■ Exercise description
Your answer must be an exact transcription of the lines from the line with "exact string equality." through the final line of the data.

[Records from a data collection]
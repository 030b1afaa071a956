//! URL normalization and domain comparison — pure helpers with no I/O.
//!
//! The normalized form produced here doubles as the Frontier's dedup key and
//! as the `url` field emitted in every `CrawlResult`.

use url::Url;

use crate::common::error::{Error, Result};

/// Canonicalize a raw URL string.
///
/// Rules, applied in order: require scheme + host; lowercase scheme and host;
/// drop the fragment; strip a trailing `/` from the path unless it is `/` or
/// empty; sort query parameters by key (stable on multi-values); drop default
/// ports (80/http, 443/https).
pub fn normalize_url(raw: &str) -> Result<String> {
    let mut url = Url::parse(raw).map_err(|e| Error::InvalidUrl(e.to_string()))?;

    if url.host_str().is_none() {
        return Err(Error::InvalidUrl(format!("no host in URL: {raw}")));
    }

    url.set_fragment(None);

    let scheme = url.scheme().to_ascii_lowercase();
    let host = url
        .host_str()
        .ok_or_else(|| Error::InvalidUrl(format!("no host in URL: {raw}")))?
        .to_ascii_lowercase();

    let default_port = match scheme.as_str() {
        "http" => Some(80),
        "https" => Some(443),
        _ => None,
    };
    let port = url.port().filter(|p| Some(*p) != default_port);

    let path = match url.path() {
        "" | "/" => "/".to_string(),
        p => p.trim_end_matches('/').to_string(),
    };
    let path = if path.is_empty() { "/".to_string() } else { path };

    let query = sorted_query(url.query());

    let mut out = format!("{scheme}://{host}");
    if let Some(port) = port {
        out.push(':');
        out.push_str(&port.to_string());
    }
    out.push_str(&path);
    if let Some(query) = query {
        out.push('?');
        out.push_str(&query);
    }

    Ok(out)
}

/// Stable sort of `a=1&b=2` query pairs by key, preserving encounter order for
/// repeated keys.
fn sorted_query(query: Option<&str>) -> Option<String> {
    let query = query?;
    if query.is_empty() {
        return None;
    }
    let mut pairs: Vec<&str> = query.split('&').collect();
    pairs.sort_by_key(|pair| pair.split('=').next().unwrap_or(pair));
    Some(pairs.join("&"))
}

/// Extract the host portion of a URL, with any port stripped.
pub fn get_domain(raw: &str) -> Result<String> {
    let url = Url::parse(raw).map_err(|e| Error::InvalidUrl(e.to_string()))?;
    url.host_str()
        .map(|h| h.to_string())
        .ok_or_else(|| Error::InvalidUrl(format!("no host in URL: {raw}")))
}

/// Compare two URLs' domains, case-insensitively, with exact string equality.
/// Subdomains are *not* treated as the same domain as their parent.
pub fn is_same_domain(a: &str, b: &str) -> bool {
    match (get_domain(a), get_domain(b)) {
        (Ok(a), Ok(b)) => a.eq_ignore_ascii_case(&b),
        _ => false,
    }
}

■ Solution below
/// Compare two URLs' domains, case-insensitively, with exact string equality.
/// Subdomains are *not* treated as the same domain as their parent.
pub fn is_same_domain(a: &str, b: &str) -> bool {
    match (get_domain(a), get_domain(b)) {
        (Ok(a), Ok(b)) => a.eq_ignore_ascii_case(&b),
        _ => false,
    }
}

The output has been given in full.